I would say that it certainly is not horrible, it allows you to filter which I think is helpful. From there you see users and then investigate.
For me its a nightmare to try and investigate simply by the user. Especially since there are no indicators to tell you where the log is generated from so you basically have to query every single log source with that user to find out what is going on. In our environment there are way to many event sources to sift through just for that one event let alone 200+ notable behaviors.
what I do is filter for what I am interested in. for example I am wanting to look at “Account Privilege Escalated”
and it shows me two users. If I click on one of the users I can then go to “investigate john.doe”
and select the date range from the blue blimps on the right (the part where it shows activity). from there it creates that investigation and throws in all the exact context from that date range I selected. having an investigation is great from there you could possibly pull in other info, take notes or track.

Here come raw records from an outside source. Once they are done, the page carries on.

//! Selector device models.
//!
//! A selector is the nonlinear two-terminal device placed in series with the
//! memristor to suppress sneak current. Every model answers "what current flows
//! for this voltage"; models with a closed-form series solution may also
//! answer for the whole cell directly.

use std::fmt;
use std::sync::Arc;

use serde::{Deserialize, Serialize};

use crate::error::{Result, XbarError};

/// Current-voltage behaviour of a selector device.
pub trait Selector: fmt::Debug + Send + Sync {
    /// Selector current at the given voltage. Odd in voltage.
    fn current(&self, voltage: f64) -> f64;

    /// Largest current the selector can carry.
    fn max_current(&self) -> f64;

    /// Closed-form current of this selector in series with a resistance.
    ///
    /// Returns `None` when the model has no closed form and the caller must
    /// solve the voltage divider numerically.
    fn series_current(&self, _voltage: f64, _resistance: f64) -> Option<f64> {
        None
    }

    /// Short model name for reports.
    fn name(&self) -> &'static str;
}

/// Threshold selector: leakage below the snap voltage, saturated above it.
#[derive(Debug, Clone, PartialEq)]
pub struct SemiIdeal {
    pub snap_voltage: f64,
    pub leakage_current: f64,
    pub max_current: f64,
}

impl SemiIdeal {
    /// Create a semi-ideal selector, validating its parameters.
    pub fn new(snap_voltage: f64, leakage_current: f64, max_current: f64) -> Result<Self> {
        if !(snap_voltage > 0.0 && snap_voltage.is_finite()) {
            return Err(XbarError::configuration(
                "snap_voltage",
                format!("must be positive and finite, got {snap_voltage}"),
            ));
        }
        if !(leakage_current > 0.0) {
            return Err(XbarError::configuration(
                "leakage_current",
                format!("must be positive, got {leakage_current}"),
            ));
        }
        if !(max_current > leakage_current && max_current.is_finite()) {
            return Err(XbarError::configuration(
                "max_current",
                format!("must exceed the leakage current {leakage_current}, got {max_current}"),
            ));
        }
        Ok(Self {
            snap_voltage,
            leakage_current,
            max_current,
        })
    }
}

impl Selector for SemiIdeal {
    fn current(&self, voltage: f64) -> f64 {
        if voltage == 0.0 {
            return 0.0;
        }
        let magnitude = if voltage.abs() < self.snap_voltage {
            self.leakage_current
        } else {
            self.max_current
        };
        magnitude.copysign(voltage)
    }

    fn max_current(&self) -> f64 {
        self.max_current
    }

    fn series_current(&self, voltage: f64, resistance: f64) -> Option<f64> {
        let v_abs = voltage.abs();
        if v_abs == 0.0 {
            return Some(0.0);
        }

        let mut current = v_abs / resistance;
        if current >= self.leakage_current {
            current = if v_abs < self.snap_voltage {
                self.leakage_current
            } else {
                ((v_abs - self.snap_voltage) / resistance)
                    .clamp(self.leakage_current, self.max_current)
            };
        }
        Some(current.copysign(voltage))
    }

    fn name(&self) -> &'static str {
        "semi-ideal"
    }
}

/// Selector described by a measured IxV table (positive half only).
#[derive(Debug, Clone, PartialEq)]
pub struct TabulatedIxV {
    voltages: Vec<f64>,
    currents: Vec<f64>,
}

impl TabulatedIxV {
    /// Create a tabulated selector.
    ///
    /// The table must start at the origin and be strictly ascending in both
    /// voltage and current.
    pub fn new(voltages: Vec<f64>, currents: Vec<f64>) -> Result<Self> {
        const WHAT: &str = "selector IxV table";

        if voltages.len() != currents.len() {
            return Err(XbarError::domain_invariant(
                WHAT,
                format!(
                    "{} voltages but {} currents",
                    voltages.len(),
                    currents.len()
                ),
            ));
        }
        if voltages.len() < 2 {
            return Err(XbarError::domain_invariant(WHAT, "needs at least two points"));
        }
        if voltages[0] != 0.0 || currents[0] != 0.0 {
            return Err(XbarError::domain_invariant(WHAT, "must start at (0, 0)"));
        }
        for k in 1..voltages.len() {
            if !(voltages[k] > voltages[k - 1]) {
                return Err(XbarError::domain_invariant(
                    WHAT,
                    format!("voltage not ascending at point {k}"),
                ));
            }
            if !(currents[k] > currents[k - 1]) {
                return Err(XbarError::domain_invariant(
                    WHAT,
                    format!("current not ascending at point {k}"),
                ));
            }
        }

        Ok(Self { voltages, currents })
    }

    /// Tabulated voltages (V).
    pub fn voltages(&self) -> &[f64] {
        &self.voltages
    }

    /// Tabulated currents (A).
    pub fn currents(&self) -> &[f64] {
        &self.currents
    }
}

impl Selector for TabulatedIxV {
    fn current(&self, voltage: f64) -> f64 {
        interpolate(&self.voltages, &self.currents, voltage.abs()).copysign(voltage)
    }

    fn max_current(&self) -> f64 {
        self.currents[self.currents.len() - 1]
    }

    fn name(&self) -> &'static str {
        "tabulated"
    }
}

/// Linear interpolation in an ascending table.
///
/// Finds the lowest index whose abscissa strictly exceeds `x`; past the end of
/// the table the last ordinate is returned. `xs` must start at or below `x`.
pub(crate) fn interpolate(xs: &[f64], ys: &[f64], x: f64) -> f64 {
    let upper = xs.partition_point(|&p| p <= x);
    if upper >= xs.len() {
        return ys[ys.len() - 1];
    }
    if upper == 0 {
        return ys[0];
    }
    let (x0, x1) = (xs[upper - 1], xs[upper]);
    let (y0, y1) = (ys[upper - 1], ys[upper]);
    y0 + (y1 - y0) * (x - x0) / (x1 - x0)
}

/// Serializable selector choice, as written in configuration files.
#[derive(Debug, Clone, PartialEq, Serialize, Deserialize)]
#[serde(tag = "type", rename_all = "snake_case")]
pub enum SelectorModel {
    SemiIdeal {
        snap_voltage: f64,
        leakage_current: f64,
        max_current: f64,
    },
    Tabulated {
        voltages: Vec<f64>,
        currents: Vec<f64>,
    },
}

impl SelectorModel {
    /// Instantiate the configured selector.
    pub fn build(&self) -> Result<Arc<dyn Selector>> {
        match self {
            SelectorModel::SemiIdeal {
                snap_voltage,
                leakage_current,
                max_current,
            } => Ok(Arc::new(SemiIdeal::new(
                *snap_voltage,
                *leakage_current,
                *max_current,
            )?)),
            SelectorModel::Tabulated { voltages, currents } => Ok(Arc::new(TabulatedIxV::new(
                voltages.clone(),
                currents.clone(),
            )?)),
        }
    }
}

however I can see if you have a lot and right now mine is at like 104k. not sure how many you have but it does take a while to create all those but will help you pull in the context and help you keep track of it.
does this help?
That actually does help! Thank you. I did not know you could create an investigation and it will bring in those context items. Exactly what I needed actually. I wish someone would have told me sooner. But for the sake of false positives, it would be nice to see the context before having to create an investigation.
I did find an instance when this is not useful though. When a notable behavior does not have any users specified we can’t create an investigation because there is no user to follow. I found this to be true in the behavior called “Attacker Behavior Detected.” There are no users specified but it does show events at specific dates. There are a couple more Notable behaviors that sometimes don’t produce a user to reference.